▸ Materials provided:
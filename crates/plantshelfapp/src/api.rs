//! # API Facade
//!
//! [`PlantShelf`] is the single entry point for every inventory operation,
//! regardless of the UI being used. It adds three things on top of
//! [`Inventory`]:
//!
//! - **Sharing**: the inventory sits behind a `parking_lot::RwLock`. Reads share
//!   the lock; writers are serialized.
//! - **Persistence**: every mutation is applied to a staged copy, saved through
//!   the [`StorageBackend`], and only then published. If validation or the save
//!   fails, readers keep seeing the previous state.
//! - **Input normalization**: short id prefixes typed by a user are resolved to
//!   full ids (see [`PlantShelf::resolve_plant`]).
//!
//! ## What the API Does NOT Do
//!
//! - **Business logic**: that belongs in `inventory.rs` and the components.
//! - **Presentation**: returns records and views, never strings for a terminal.
//!
//! ## Caller Identity
//!
//! The identity supplied by the auth collaborator is an opaque string set with
//! [`PlantShelf::with_caller`]. It becomes `owner_id` on created records and
//! backs the `my` visibility filter.
//!
//! ## Generic Over StorageBackend
//!
//! - Production: `PlantShelf<FsBackend>`
//! - Testing: `PlantShelf<MemBackend>`

use crate::error::{InventoryError, Result};
use crate::events::InventoryEvent;
use crate::grid::{Occupancy, PlacementChange};
use crate::inventory::{IntegrityReport, Inventory, InventorySettings};
use crate::lineage::ParentChange;
use crate::model::{
    NewPlant, NewShelf, Plant, PlantId, PlantUpdate, Shelf, ShelfId, ShelfUpdate,
};
use crate::search::{SearchFilters, TagCount};
use crate::store::backend::StorageBackend;
use chrono::{DateTime, Utc};
use log::{debug, warn};
use parking_lot::{Mutex, RwLock};
use serde::Serialize;
use std::collections::VecDeque;

/// Shortest id prefix accepted by the `resolve_*` helpers.
pub const MIN_ID_PREFIX: usize = 4;

/// Undrained events kept before the oldest are dropped.
pub const MAX_PENDING_EVENTS: usize = 10_000;

/// A shelf with its occupancy and dense cell layout.
#[derive(Debug, Clone, Serialize)]
pub struct ShelfView {
    pub shelf: Shelf,
    pub occupancy: Occupancy,
    pub layout: Vec<Vec<Option<PlantId>>>,
}

/// A plant's place in its lineage tree.
#[derive(Debug, Clone, Serialize)]
pub struct LineageView {
    pub plant: Plant,
    /// Nearest first, ending at the root.
    pub ancestors: Vec<PlantId>,
    pub children: Vec<PlantId>,
    pub descendants: Vec<PlantId>,
    pub root: PlantId,
}

pub struct PlantShelf<B: StorageBackend> {
    backend: B,
    state: RwLock<Inventory>,
    // Events of published mutations, kept out of the staged copies.
    outbox: Mutex<VecDeque<InventoryEvent>>,
    caller: Option<String>,
}

fn resolve_prefix<I>(what: &'static str, prefix: &str, ids: I) -> Result<I::Item>
where
    I: Iterator,
    I::Item: ToString + Copy,
{
    let needle = prefix.trim().to_lowercase();
    if needle.chars().count() < MIN_ID_PREFIX {
        return Err(InventoryError::invalid(format!(
            "{} id '{}' is too short (need at least {} characters)",
            what, prefix, MIN_ID_PREFIX
        )));
    }
    let matches: Vec<I::Item> = ids.filter(|id| id.to_string().starts_with(&needle)).collect();
    match matches.as_slice() {
        [one] => Ok(*one),
        [] => Err(InventoryError::NoMatch {
            what,
            prefix: prefix.to_string(),
        }),
        many => Err(InventoryError::invalid(format!(
            "{} id '{}' is ambiguous ({} matches)",
            what,
            prefix,
            many.len()
        ))),
    }
}

impl<B: StorageBackend> PlantShelf<B> {
    /// Loads the inventory from `backend`, or starts empty if nothing was saved.
    pub fn open(backend: B, settings: InventorySettings) -> Result<Self> {
        let inventory = match backend.load()? {
            Some(snapshot) => Inventory::from_snapshot(snapshot, settings).inspect_err(|e| {
                warn!("Refusing to load inventory: {}", e);
            })?,
            None => Inventory::new(settings),
        };
        Ok(Self {
            backend,
            state: RwLock::new(inventory),
            outbox: Mutex::new(VecDeque::new()),
            caller: None,
        })
    }

    pub fn with_caller(mut self, caller: impl Into<String>) -> Self {
        let caller = caller.into();
        self.caller = (!caller.trim().is_empty()).then_some(caller);
        self
    }

    pub fn caller(&self) -> Option<&str> {
        self.caller.as_deref()
    }

    pub fn backend(&self) -> &B {
        &self.backend
    }

    /// Stages `op` on a copy, persists it, then publishes it.
    fn mutate<T>(&self, name: &str, op: impl FnOnce(&mut Inventory) -> Result<T>) -> Result<T> {
        let mut state = self.state.write();
        let mut staged = state.clone();

        let out = op(&mut staged).inspect_err(|e| debug!("{} rejected: {}", name, e))?;
        self.backend
            .save(&staged.snapshot())
            .inspect_err(|e| warn!("{} not saved: {}", name, e))?;

        let events = staged.drain_events();
        *state = staged;
        self.publish(events);
        debug!("{} applied", name);
        Ok(out)
    }

    fn publish(&self, events: Vec<InventoryEvent>) {
        let mut outbox = self.outbox.lock();
        outbox.extend(events);
        let overflow = outbox.len().saturating_sub(MAX_PENDING_EVENTS);
        if overflow > 0 {
            warn!("Dropping {} undrained event(s)", overflow);
            outbox.drain(..overflow);
        }
    }

    // --- Id resolution ---

    pub fn resolve_plant(&self, prefix: &str) -> Result<PlantId> {
        if let Ok(id) = prefix.trim().parse::<PlantId>() {
            return Ok(id);
        }
        let state = self.state.read();
        resolve_prefix("plant", prefix, state.entities().plants().map(|p| p.id))
    }

    pub fn resolve_shelf(&self, prefix: &str) -> Result<ShelfId> {
        if let Ok(id) = prefix.trim().parse::<ShelfId>() {
            return Ok(id);
        }
        let state = self.state.read();
        resolve_prefix("shelf", prefix, state.entities().shelves().map(|s| s.id))
    }

    // --- Plants ---

    pub fn create_plant(&self, new: NewPlant) -> Result<Plant> {
        let caller = self.caller.as_deref();
        self.mutate("create_plant", |inv| inv.create_plant(new, caller))
    }

    pub fn get_plant(&self, id: PlantId) -> Result<Plant> {
        self.state.read().get_plant(&id).cloned()
    }

    pub fn list_plants(&self) -> Vec<Plant> {
        self.state.read().list_plants().into_iter().cloned().collect()
    }

    pub fn update_plant(&self, id: PlantId, update: PlantUpdate) -> Result<Plant> {
        self.mutate("update_plant", |inv| inv.update_plant(&id, update))
    }

    pub fn add_tags<S: AsRef<str>>(&self, id: PlantId, tags: &[S]) -> Result<Plant> {
        self.mutate("add_tags", |inv| inv.add_tags(&id, tags))
    }

    pub fn remove_tags<S: AsRef<str>>(&self, id: PlantId, tags: &[S]) -> Result<Plant> {
        self.mutate("remove_tags", |inv| inv.remove_tags(&id, tags))
    }

    pub fn delete_plant(&self, id: PlantId) -> Result<Plant> {
        self.mutate("delete_plant", |inv| inv.delete_plant(&id))
    }

    // --- Shelves ---

    pub fn create_shelf(&self, new: NewShelf) -> Result<Shelf> {
        let caller = self.caller.as_deref();
        self.mutate("create_shelf", |inv| inv.create_shelf(new, caller))
    }

    pub fn get_shelf(&self, id: ShelfId) -> Result<Shelf> {
        self.state.read().get_shelf(&id).cloned()
    }

    pub fn list_shelves(&self) -> Vec<Shelf> {
        self.state.read().list_shelves().into_iter().cloned().collect()
    }

    pub fn update_shelf(&self, id: ShelfId, update: ShelfUpdate) -> Result<Shelf> {
        self.mutate("update_shelf", |inv| inv.update_shelf(&id, update))
    }

    pub fn reorder_shelves(&self, ids: &[ShelfId]) -> Result<()> {
        self.mutate("reorder_shelves", |inv| inv.reorder_shelves(ids))
    }

    pub fn delete_shelf(&self, id: ShelfId) -> Result<Shelf> {
        self.mutate("delete_shelf", |inv| inv.delete_shelf(&id))
    }

    pub fn shelf_view(&self, id: ShelfId) -> Result<ShelfView> {
        let state = self.state.read();
        Ok(ShelfView {
            shelf: state.get_shelf(&id)?.clone(),
            occupancy: state.occupancy(id)?,
            layout: state.shelf_layout(id)?,
        })
    }

    // --- Placement ---

    pub fn assign(&self, plant: PlantId, shelf: ShelfId, row: u32, column: u32) -> Result<PlacementChange> {
        self.mutate("assign", |inv| inv.assign(plant, shelf, row, column))
    }

    pub fn move_plant(&self, plant: PlantId, shelf: ShelfId, row: u32, column: u32) -> Result<PlacementChange> {
        self.mutate("move", |inv| inv.move_plant(plant, shelf, row, column))
    }

    pub fn unassign(&self, plant: PlantId) -> Result<PlacementChange> {
        self.mutate("unassign", |inv| inv.unassign(plant))
    }

    pub fn resize_shelf(&self, shelf: ShelfId, rows: u32, columns: u32) -> Result<Shelf> {
        self.mutate("resize", |inv| inv.resize_shelf(shelf, rows, columns))
    }

    pub fn occupancy(&self, shelf: ShelfId) -> Result<Occupancy> {
        self.state.read().occupancy(shelf)
    }

    pub fn shelf_layout(&self, shelf: ShelfId) -> Result<Vec<Vec<Option<PlantId>>>> {
        self.state.read().shelf_layout(shelf)
    }

    pub fn plants_on_shelf(&self, shelf: ShelfId) -> Result<Vec<Plant>> {
        let state = self.state.read();
        state
            .plants_on_shelf(shelf)?
            .into_iter()
            .map(|(_, id)| state.get_plant(&id).cloned())
            .collect()
    }

    // --- Lineage ---

    pub fn set_parent(&self, child: PlantId, parent: Option<PlantId>) -> Result<ParentChange> {
        self.mutate("set_parent", |inv| inv.set_parent(child, parent))
    }

    pub fn children(&self, id: PlantId) -> Result<Vec<PlantId>> {
        self.state.read().children(id)
    }

    /// Ancestors nearest first, collected under one read lock.
    pub fn ancestors(&self, id: PlantId) -> Result<Vec<PlantId>> {
        Ok(self.state.read().ancestors(id)?.collect())
    }

    pub fn descendants(&self, id: PlantId) -> Result<Vec<PlantId>> {
        self.state.read().descendants(id)
    }

    pub fn lineage(&self, id: PlantId) -> Result<LineageView> {
        let state = self.state.read();
        let plant = state.get_plant(&id)?.clone();
        let ancestors: Vec<PlantId> = state.ancestors(id)?.collect();
        Ok(LineageView {
            root: ancestors.last().copied().unwrap_or(id),
            children: state.children(id)?,
            descendants: state.descendants(id)?,
            ancestors,
            plant,
        })
    }

    // --- Search ---

    pub fn search(&self, filters: &SearchFilters) -> Result<Vec<PlantId>> {
        self.state.read().search(filters, self.caller.as_deref())
    }

    /// Like [`search`](Self::search), returning the records in result order.
    pub fn search_plants(&self, filters: &SearchFilters) -> Result<Vec<Plant>> {
        let state = self.state.read();
        state
            .search(filters, self.caller.as_deref())?
            .iter()
            .map(|id| state.get_plant(id).cloned())
            .collect()
    }

    pub fn tag_counts(&self) -> Vec<TagCount> {
        self.state.read().tag_counts()
    }

    // --- Care ---

    pub fn record_watering(&self, id: PlantId, watered_at: DateTime<Utc>) -> Result<Plant> {
        self.mutate("record_watering", |inv| inv.record_watering(&id, watered_at))
    }

    pub fn watering_due(&self, as_of: DateTime<Utc>) -> Vec<Plant> {
        self.state
            .read()
            .watering_due(as_of)
            .into_iter()
            .cloned()
            .collect()
    }

    // --- Events & integrity ---

    /// Takes the change events of every mutation published so far, oldest first.
    /// At most [`MAX_PENDING_EVENTS`] are kept between drains.
    pub fn drain_events(&self) -> Vec<InventoryEvent> {
        self.outbox.lock().drain(..).collect()
    }

    pub fn check_integrity(&self) -> IntegrityReport {
        let report = self.state.read().check_integrity();
        for issue in &report.issues {
            warn!("integrity: {}", issue);
        }
        report
    }
}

▸ The problem:
From the records above, copy each line that contains the word "many".

▸ Reply to the exercise:
        many => Err(InventoryError::invalid(format!(
            many.len()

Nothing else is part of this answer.